The updates would be system updates so there is a possibility of things like /etc/localtime being updated - which on some environments we’d need to revert these to GMT from BST.

I’ll look through the rolling updates one and see if I can get the yum updates working. I did notice that when I use sudo in a playbook it sits there and waits on the server, presumably asking for the authentication password. Perhaps I need to go back and RTFM a bit more on that one.

The following playbook is what I use at a few customers, in one case we patch about 2700 servers each month. Before we were able to do this on a monthly basis, we had quite some things to clean up and standardize.

The very first time, we used smaller batches so that we could make sure that all init-scripts were present and to communicate with the various (internal) customers wrt. problems. Once all systems are alligned to the same baseline, things become a lot easier, the set of updates is very tangible and we do batches of 50 systems and execute multiple runs in parallel.

In summary, we do:

  - Check if redhat-lsb is installed
  - Clean up stale repository metadata (optional, we needed to remove leftover Satellite channel data)
  - Check free space in /var/yum/cache and /usr (optional, it prevents failures that require to login to find what's going on)
  - Update all packages using yum
  - Propose to reboot the systems that have had updates
  - Check if the system comes back correctly (we also plan to check the uptime, pull-request in queue)

All our systems are connected to the same frozen channels in a Satellite, which makes it a lot easier to manage. Every month we start to update the frozen channel with the latest updates, we then test the process and updates on about 150 internal systems (some of these are crucial infrastructure, so they get the security updates earlier).

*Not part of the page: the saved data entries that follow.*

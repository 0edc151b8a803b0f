use clap::Parser;

/// Outage monitor CLI arguments
#[derive(Debug, Parser)]
#[command(
    name = "outage-monitor",
    version,
    about = "Collects water.gov.ge outage notices into a queryable store"
)]
pub struct Cli {
    /// Database connection URL (e.g. sqlite://outages.db?mode=rwc)
    #[arg(long)]
    pub database_url: Option<String>,

    /// Address the HTTP server listens on
    #[arg(long)]
    pub listen: Option<String>,

    /// Base URL of the outage source site
    #[arg(long)]
    pub source_url: Option<String>,

    /// Refresh interval in seconds
    #[arg(long)]
    pub refresh_interval: Option<u64>,
}
use std::env;
use std::time::Duration;

use crate::cli::Cli;
use crate::retry::DEFAULT_MAX_ATTEMPTS;
use crate::services::water_gov_ge::DEFAULT_BASE_URL;

/// Environment variable prefix for every setting.
pub const ENV_PREFIX: &str = "OUTAGE_MONITOR_";

const DEFAULT_DATABASE_URL: &str = "sqlite://outages.db?mode=rwc";
const DEFAULT_LISTEN_ADDR: &str = "0.0.0.0:8080";
const DEFAULT_REFRESH_INTERVAL_SECS: u64 = 3600;

#[derive(Debug, Clone)]
pub struct Config {
    pub database_url: String,
    pub listen_addr: String,
    pub source_base_url: String,
    pub refresh_interval: Duration,
    pub store_max_attempts: u32,
}

impl Default for Config {
    fn default() -> Self {
        Self {
            database_url: DEFAULT_DATABASE_URL.to_string(),
            listen_addr: DEFAULT_LISTEN_ADDR.to_string(),
            source_base_url: DEFAULT_BASE_URL.to_string(),
            refresh_interval: Duration::from_secs(DEFAULT_REFRESH_INTERVAL_SECS),
            store_max_attempts: DEFAULT_MAX_ATTEMPTS,
        }
    }
}

impl Config {
    /// Read `OUTAGE_MONITOR_*` variables, falling back to defaults.
    pub fn from_env() -> Result<Self, String> {
        Self::from_lookup(|key| env::var(format!("{ENV_PREFIX}{key}")).ok())
    }

    fn from_lookup(lookup: impl Fn(&str) -> Option<String>) -> Result<Self, String> {
        let mut config = Self::default();

        if let Some(url) = lookup("DATABASE_URL") {
            config.database_url = url;
        }
        if let Some(addr) = lookup("LISTEN_ADDR") {
            config.listen_addr = addr;
        }
        if let Some(url) = lookup("SOURCE_BASE_URL") {
            config.source_base_url = url;
        }
        if let Some(raw) = lookup("REFRESH_INTERVAL_SECONDS") {
            let secs = raw
                .parse::<u64>()
                .map_err(|_| format!("{ENV_PREFIX}REFRESH_INTERVAL_SECONDS must be a valid number"))?;
            config.refresh_interval = Duration::from_secs(secs);
        }
        if let Some(raw) = lookup("STORE_MAX_ATTEMPTS") {
            config.store_max_attempts = raw
                .parse::<u32>()
                .map_err(|_| format!("{ENV_PREFIX}STORE_MAX_ATTEMPTS must be a valid number"))?;
        }

        config.validate()?;
        Ok(config)
    }

    /// Apply command-line overrides on top of the environment.
    pub fn with_cli(mut self, cli: &Cli) -> Result<Self, String> {
        if let Some(url) = &cli.database_url {
            self.database_url = url.clone();
        }
        if let Some(addr) = &cli.listen {
            self.listen_addr = addr.clone();
        }
        if let Some(url) = &cli.source_url {
            self.source_base_url = url.clone();
        }
        if let Some(secs) = cli.refresh_interval {
            self.refresh_interval = Duration::from_secs(secs);
        }

        self.validate()?;
        Ok(self)
    }

    fn validate(&self) -> Result<(), String> {
        if self.refresh_interval.is_zero() {
            return Err("refresh interval must be greater than zero".to_string());
        }
        if self.store_max_attempts == 0 {
            return Err("store max attempts must be at least 1".to_string());
        }
        Ok(())
    }
}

The next day we have a meeting with Change Management, Security Governance and Linux Operations and we go through the list of updates (we have a custom tool to compile a list of updates, and the distribution over our 2700 Linux servers of each update). Based on this list and discussion, we decide if patching is useful and rebooting is necessary.

Then we have spread the patching of all systems over 4 days (2 non-prod the first week and 2 prod the second week), in about 12 different timeframes. This is useful to ensure that systems in a complex setup are not patched/rebooted at the same time, and in case of issues we can reduce the impact and have sufficient time to troubleshoot and resolve. Each "wave" takes about 20 minutes, so in essence we patch 2700 servers in roughly 5 hours.

Essential is that all services are properly scripted using init-scripts and clean shutdowns work well, and everything is started correctly. In case of MySQL e.g. it may mean tuning the timeout of the init-script, etc.

Also essential is to get your customers involved in the process and give them control over what systems are part of what wave, whether they control the reboots themselves, etc. Key is to not allow any exceptions, but look for solutions together. We had very little opposition, and once we had proven this mechanism worked, only small changes were made in iterations.

We plan to integrate our firmware-patching playbook into this one as well, twice a year. But this coincides with minor OS updates and patching takes in this case longer than 20 minutes anyway.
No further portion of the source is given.